On the basis of this strategy, the authors devised a simple, modular, five-step sequence to generate molecules that have 3D structural complexity (Fig. 1). In the first step, a Diels–Alder reaction involving an anhydride or ester builds a 3D molecular scaffold. This is followed by a ‘desymmetrization’ reaction¹⁰, which generates a carboxylic acid and sets the absolute stereochemistry in the resulting product. In the third step, an RCC reaction replaces the acid group with a molecular appendage, producing an intermediate that is then hydrolysed to generate a second carboxylic acid. This is used in the final step: another RCC reaction, which introduces a second appendage.

The two RCC steps allow Diels–Alder-type products to be made that couldn’t be synthesized directly in a Diels–Alder reaction because the starting materials would have mismatched electronic properties. Another remarkable feature of this sequence is the clever mechanism of stereocontrol: the first appendage is attached to the molecular scaffold at an orientation that is governed by a nearby group produced during the desymmetrization reaction, and the orientation of the second appendage is governed by the orientation of the first. The final product therefore comprises mostly one isomer in which the two appendages are fixed in what is known as a trans orientation to each other.

Chen et al. went on to extend this chemistry from Diels–Alder reactions to three other types of cycloaddition reaction that construct rings formed of three, four or five atoms. Moreover, one of the RCC steps could be replaced with a reaction that allowed the formation of a carbon–nitrogen bond, rather than a C–C bond. The researchers suggest that bonds from carbon to other types of atom could also be made, to produce an even more structurally diverse set of final products.

The authors showcase their chemistry by using it to make natural products, pharmaceuticals and key intermediates used in the synthesis of such compounds. An example is the antipsychotic drug asenapine, which is usually manufactured as a mixture of two mirror-image isomers (enantiomers). One of these is more effective as a drug than the other, but is difficult to synthesize as a single enantiomer. Starting from a symmetrical anhydride molecule, Chen et al. show that their strategy can be used to make this enantiomer in a practically simple, short synthetic route and in good overall yield, offering several advantages over the previously reported synthesis¹¹.

Chen and colleagues’ chemistry is easy to carry out in the laboratory. Our frustrated chemistry students can therefore immediately start to synthesize compounds that fall outside the conventional scope of Diels–Alder reactions described in their textbooks. All they have to do is to collect the anhydrides reported by the authors, the organic catalyst needed for the desymmetrization, the metal catalysts and the activating reagent used for RCC, and various other commercially available molecular building blocks (such as boronic acids).
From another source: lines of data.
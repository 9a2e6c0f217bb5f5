use chrono::{DateTime, Utc};
use rust_decimal::Decimal;
use serde::{Deserialize, Serialize};

/// Per-`(tenant, collection, product)` sales aggregate.
///
/// `date_added_to_collection` is the anchor: set once when the product is
/// first observed in the collection and never overwritten. `last_update`
/// only moves forward. The five counters are maintained by the sales
/// tracker; everything downstream (replacement, optimizer, winner scaler)
/// reads them from here.
#[derive(Debug, Clone, Serialize, Deserialize)]
pub struct ProductSales {
    pub tenant_id: String,
    pub collection_id: String,
    pub product_id: String,
    #[serde(default)]
    pub product_title: String,
    #[serde(default)]
    pub product_handle: Option<String>,
    #[serde(default)]
    pub collection_handle: Option<String>,
    #[serde(default)]
    pub image_url: Option<String>,
    pub date_added_to_collection: DateTime<Utc>,
    pub last_update: DateTime<Utc>,
    #[serde(default)]
    pub first_7_days: i64,
    #[serde(default)]
    pub last_3_days: i64,
    #[serde(default)]
    pub last_7_days: i64,
    #[serde(default)]
    pub last_10_days: i64,
    #[serde(default)]
    pub last_14_days: i64,
    #[serde(default)]
    pub total_sales: Decimal,
    #[serde(default)]
    pub total_quantity: i64,
}

impl ProductSales {
    /// Whether the window counters are mutually consistent. The four
    /// trailing windows are nested, so the counts must be non-decreasing.
    pub fn windows_are_monotonic(&self) -> bool {
        self.last_3_days <= self.last_7_days
            && self.last_7_days <= self.last_10_days
            && self.last_10_days <= self.last_14_days
    }

    pub fn had_recent_sales(&self) -> bool {
        self.last_14_days > 0
    }
}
Some of these items will be used in every reaction sequence, and so the task would become even easier if a chemical-supplies company could market a kit that contained these items.

Chen and colleagues’ work will redefine how chemists think about synthesizing Diels–Alder-type products, and will find numerous applications for synthesizing molecules rich in sp³ carbons for drug discovery. The remaining challenges mainly concern the limitations of RCC. For example, the method can currently produce only a transarrangement of the two appendages introduced in the RCC steps; to make the other arrangement, the stereochemical outcome of the second RCC reaction would need to be changed. If such issues can be addressed, then Chen and colleagues’ reactions will become even more powerful tools for synthesis than they already are.